The present disclosure puts forward a spatiotemporal feature fusion model under a physical constraint to predict the water requirement of crop. The present disclosure designs a GNN and Informer-based spatiotemporal feature fusion model by using the deep learning technology. This model makes full use of the advantages of the spatial structure feature expression of the graph convolution and the long-term memory ability of the Informer, which can effectively learn the interactive relationship between data of different stations and the time trend change of historical data. In addition, in the model training, the present disclosure also uses the WOFOST crop model as the physical constraint to be embedded into the loss function of the model, so as to ensure that the model not only fits the observed data, but also conforms to the physical law of the water requirement of crop described by the WOFOST model in the learning process. This method integrates the advantages of different deep learning models and crop models, and makes innovations in model construction and model training, which can effectively improve the prediction precision of the water requirement of crop and the robustness of the model.

According to the embodiment of the present disclosure, the feature expression ability is enhanced; the features of meteorological, soil and crop data are automatically extracted through the 1DCNN-MLP, and the correlation and potential patterns between different types of data are fully captured, so that the comprehensiveness of the feature expression is improved. The generalization and the accuracy of the model are improved. The GNN and Informer models are fused, so that the interaction between data of different stations and the time trend of historical data can be captured more effectively, thus improving the generalization ability of the model in different areas and the prediction precision of the water requirement of crop.

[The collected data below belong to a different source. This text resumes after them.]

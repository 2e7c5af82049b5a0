//! Unified application error type.
//! All modules (db, core, cli, utils) return AppError to keep the error
//! handling consistent and easy to manage.

use std::io;
use thiserror::Error;

#[derive(Error, Debug)]
pub enum AppError {
    // ---------------------------
    // IO
    // ---------------------------
    #[error("I/O error: {0}")]
    Io(#[from] io::Error),

    // ---------------------------
    // Database-related
    // ---------------------------
    #[error("Database error: {0}")]
    Db(#[from] rusqlite::Error),

    // ---------------------------
    // Serialization
    // ---------------------------
    #[error("JSON error: {0}")]
    Json(#[from] serde_json::Error),

    #[error("YAML error: {0}")]
    Yaml(#[from] serde_yaml::Error),

    #[error("CSV error: {0}")]
    Csv(#[from] csv::Error),

    // ---------------------------
    // Parsing errors
    // ---------------------------
    #[error("Invalid time format: '{0}' (expected HH:MM)")]
    InvalidTime(String),

    #[error("Invalid day of week: {0}")]
    InvalidDay(String),

    // ---------------------------
    // Schedule errors
    // ---------------------------
    #[error("Session {id}: end time {end} is not after start time {start}")]
    InvertedInterval { id: i64, start: String, end: String },

    #[error("Session {id}: duration of {minutes} min is below the minimum of {min} min")]
    SessionTooShort { id: i64, minutes: i64, min: i64 },

    #[error("Session {session} references unknown class {class_id}")]
    UnknownClass { session: i64, class_id: i64 },

    #[error("Class not found: {0}")]
    ClassNotFound(i64),

    #[error("Session not found: {0}")]
    SessionNotFound(i64),

    #[error("Class {0} is still used by {1} session(s)")]
    ClassInUse(i64, usize),

    #[error("Layout error: {0}")]
    Layout(String),

    // ---------------------------
    // Config errors
    // ---------------------------
    #[error("Configuration error: {0}")]
    Config(String),

    #[error("Failed to load configuration")]
    ConfigLoad,

    #[error("Failed to save configuration")]
    ConfigSave,

    // ---------------------------
    // Export errors
    // ---------------------------
    #[error("Export error: {0}")]
    Export(String),

    // ---------------------------
    // Generic fallback
    // ---------------------------
    #[error("Internal error: {0}")]
    Other(String),
}

pub type AppResult<T> = Result<T, AppError>;
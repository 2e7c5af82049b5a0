pub mod grid;
pub mod messages;
pub mod prompt;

The robustness of the model is enhanced; the WOFOST crop model is introduced as a physical constraint, which helps to ensure that the model not only fits the observed data, but also conforms to the established physical laws of the water requirement of crop, and improves the robustness and reliability of the model.

Referring to FIG. 3, FIG. 3 is a schematic diagram of a technical idea of a method for a large-scale prediction on water requirement of crop based on a spatiotemporal fusion model under a physical constraint, which includes data acquisition, multi-source data coupling, spatiotemporal feature extraction and physical constraints.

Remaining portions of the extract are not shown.